Saved entries:
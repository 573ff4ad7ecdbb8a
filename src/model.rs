//! Reloading a persisted factorization.
//!
//! A [`FactorizedModel`] keeps `W (m × k)` and `H (k × n)` and answers cell
//! queries on the implied `m × n` matrix without materialising it:
//!
//! ```text
//! X̂[row, col] = Σ_r W[row, r] · H[r, col]
//! ```
//!
//! Rows can optionally be addressed by external ids (e.g. the zone or road id
//! each row of the original matrix described) through [`FactorizedModel::with_row_labels`].

use std::path::Path;

use hashbrown::HashMap;
use ndarray::Array2;

use crate::error::{NmfError, NmfResult};
use crate::matrix_file::read_matrix;
use crate::sweep::factor_paths;

/// A `W`/`H` pair with lazy cell evaluation.
#[derive(Clone, Debug)]
pub struct FactorizedModel {
    w: Array2<f64>,
    h: Array2<f64>,
    row_index: HashMap<u64, usize>,
}

impl FactorizedModel {
    /// Wrap in-memory factors. The columns of `w` must equal the rows of `h`.
    pub fn new(w: Array2<f64>, h: Array2<f64>) -> NmfResult<Self> {
        if w.ncols() != h.nrows() {
            return Err(NmfError::shape_mismatch(format!(
                "the number of columns of w ({}) should be equal to the number of rows of h ({})",
                w.ncols(),
                h.nrows()
            )));
        }
        Ok(Self {
            w,
            h,
            row_index: HashMap::new(),
        })
    }

    /// Read `w_path` and `h_path`.
    pub fn from_files(w_path: impl AsRef<Path>, h_path: impl AsRef<Path>) -> NmfResult<Self> {
        let w = read_matrix(w_path)?;
        let h = read_matrix(h_path)?;
        Self::new(w, h)
    }

    /// Read `dir/W<rank>.txt` and `dir/H<rank>.txt`, as written by the sweep.
    pub fn load(dir: impl AsRef<Path>, rank: usize) -> NmfResult<Self> {
        let (w_path, h_path) = factor_paths(dir.as_ref(), rank);
        Self::from_files(w_path, h_path)
    }

    /// Attach one unique label per row, in row order.
    pub fn with_row_labels(mut self, labels: &[u64]) -> NmfResult<Self> {
        if labels.len() != self.height() {
            return Err(NmfError::shape_mismatch(format!(
                "{} row labels given for {} rows",
                labels.len(),
                self.height()
            )));
        }
        let mut index = HashMap::with_capacity(labels.len());
        for (row, &label) in labels.iter().enumerate() {
            if index.insert(label, row).is_some() {
                return Err(NmfError::shape_mismatch(format!(
                    "duplicate row label {label}"
                )));
            }
        }
        self.row_index = index;
        Ok(self)
    }

    /// Row for `label`, if labels are attached and the label is known.
    pub fn find_row(&self, label: u64) -> Option<usize> {
        self.row_index.get(&label).copied()
    }

    /// Number of rows of the implied matrix.
    pub fn height(&self) -> usize {
        self.w.nrows()
    }

    /// Number of columns of the implied matrix.
    pub fn width(&self) -> usize {
        self.h.ncols()
    }

    /// Inner dimension `k`.
    pub fn rank(&self) -> usize {
        self.w.ncols()
    }

    /// Basis matrix `W`.
    pub fn w(&self) -> &Array2<f64> {
        &self.w
    }

    /// Coefficient matrix `H`.
    pub fn h(&self) -> &Array2<f64> {
        &self.h
    }

    /// Cell `(row, col)` of `W·H`, or `None` outside the matrix.
    pub fn get(&self, row: usize, col: usize) -> Option<f64> {
        if row >= self.height() || col >= self.width() {
            return None;
        }
        Some(self.w.row(row).dot(&self.h.column(col)))
    }

    /// Cell addressed by row label.
    pub fn get_labeled(&self, label: u64, col: usize) -> Option<f64> {
        self.find_row(label).and_then(|row| self.get(row, col))
    }

    /// The full product `W·H`.
    pub fn reconstruct(&self) -> Array2<f64> {
        self.w.dot(&self.h)
    }
}
//! Error types for loading, factoring, and persisting matrices.

use std::path::PathBuf;

use thiserror::Error;

/// Result alias used throughout the crate.
pub type NmfResult<T> = Result<T, NmfError>;

/// Errors raised by the rank sweep and its building blocks.
#[derive(Debug, Error)]
pub enum NmfError {
    /// Reading or writing a file failed (including a missing input file).
    #[error("I/O error on {}: {source}", path.display())]
    Io {
        /// File the operation was acting on
        path: PathBuf,
        /// Underlying OS error
        #[source]
        source: std::io::Error,
    },

    /// A token in a matrix file is not a floating-point literal.
    #[error("Parse error in {} at line {line}: {message}", path.display())]
    Parse {
        /// File being parsed
        path: PathBuf,
        /// 1-based line number
        line: usize,
        /// Description of the offending token
        message: String,
    },

    /// A row has a different number of columns from the first row.
    #[error("Ragged row at line {line}: expected {expected} columns, found {actual}")]
    RaggedRow {
        /// 1-based line number
        line: usize,
        /// Column count of the first row
        expected: usize,
        /// Column count of this row
        actual: usize,
    },

    /// The matrix has no rows or no columns.
    #[error("Empty input matrix")]
    EmptyInput,

    /// An entry is negative.
    #[error("Negative value {value} at ({row}, {col}) in data passed to NMF")]
    NegativeInput {
        /// Row index of the first negative entry
        row: usize,
        /// Column index of the first negative entry
        col: usize,
        /// The offending value
        value: f64,
    },

    /// An entry is NaN or infinite.
    #[error("Non-finite value at ({row}, {col}) in data passed to NMF")]
    NonFinite {
        /// Row index of the first non-finite entry
        row: usize,
        /// Column index of the first non-finite entry
        col: usize,
    },

    /// Rank zero was requested.
    #[error("Invalid rank {rank}: rank must be a positive integer")]
    InvalidRank {
        /// Requested rank
        rank: usize,
    },

    /// Rank is larger than `min(rows, cols)` of the input.
    #[error("Rank {rank} exceeds min(rows, cols) = {max} for a {rows}x{cols} matrix")]
    RankExceedsShape {
        /// Requested rank
        rank: usize,
        /// Largest admissible rank
        max: usize,
        /// Rows of the input
        rows: usize,
        /// Columns of the input
        cols: usize,
    },

    /// Inner dimensions of `W` and `H` disagree, or labels do not fit the rows.
    #[error("Shape mismatch: {message}")]
    ShapeMismatch {
        /// Description of the mismatch
        message: String,
    },

    /// Configuration could not be read or failed validation.
    #[error("Configuration error: {message}")]
    Config {
        /// Description of what is wrong
        message: String,
    },
}

impl NmfError {
    /// Wrap an I/O error together with the path it concerns.
    pub fn io(path: impl Into<PathBuf>, source: std::io::Error) -> Self {
        Self::Io {
            path: path.into(),
            source,
        }
    }

    /// Create a ShapeMismatch error.
    pub fn shape_mismatch(message: impl Into<String>) -> Self {
        Self::ShapeMismatch {
            message: message.into(),
        }
    }

    /// Create a Config error.
    pub fn config(message: impl Into<String>) -> Self {
        Self::Config {
            message: message.into(),
        }
    }

    /// Returns `true` if this error means the file did not exist.
    pub fn is_not_found(&self) -> bool {
        matches!(self, Self::Io { source, .. } if source.kind() == std::io::ErrorKind::NotFound)
    }
}

#[cfg(test)]
mod tests {
    use super::*;

    #[test]
    fn test_error_messages_name_the_problem() {
        let errors: Vec<NmfError> = vec![
            NmfError::EmptyInput,
            NmfError::NegativeInput { row: 1, col: 2, value: -0.5 },
            NmfError::InvalidRank { rank: 0 },
            NmfError::RankExceedsShape { rank: 9, max: 2, rows: 2, cols: 2 },
            NmfError::shape_mismatch("w has 3 columns, h has 2 rows"),
            NmfError::config("ranks must start at 1 or above"),
        ];
        let expected = [
            "Empty input",
            "Negative value -0.5 at (1, 2)",
            "Invalid rank 0",
            "Rank 9 exceeds min(rows, cols) = 2",
            "w has 3 columns",
            "ranks must start",
        ];
        for (err, needle) in errors.iter().zip(expected) {
            let msg = err.to_string();
            assert!(msg.contains(needle), "{msg:?} should contain {needle:?}");
        }
    }

    #[test]
    fn test_io_error_reports_path_and_not_found() {
        let err = NmfError::io(
            "/nowhere/raw_matrix.txt",
            std::io::Error::new(std::io::ErrorKind::NotFound, "missing"),
        );
        assert!(err.is_not_found());
        assert!(err.to_string().contains("/nowhere/raw_matrix.txt"));

        let denied = NmfError::io(
            "W1.txt",
            std::io::Error::new(std::io::ErrorKind::PermissionDenied, "denied"),
        );
        assert!(!denied.is_not_found());
    }
}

# WORK ORDER
If a line above includes the string "Description", pick it out.

# RESULT FOR THIS EXERCISE
        /// Description of the offending token
        /// Description of the mismatch
        /// Description of what is wrong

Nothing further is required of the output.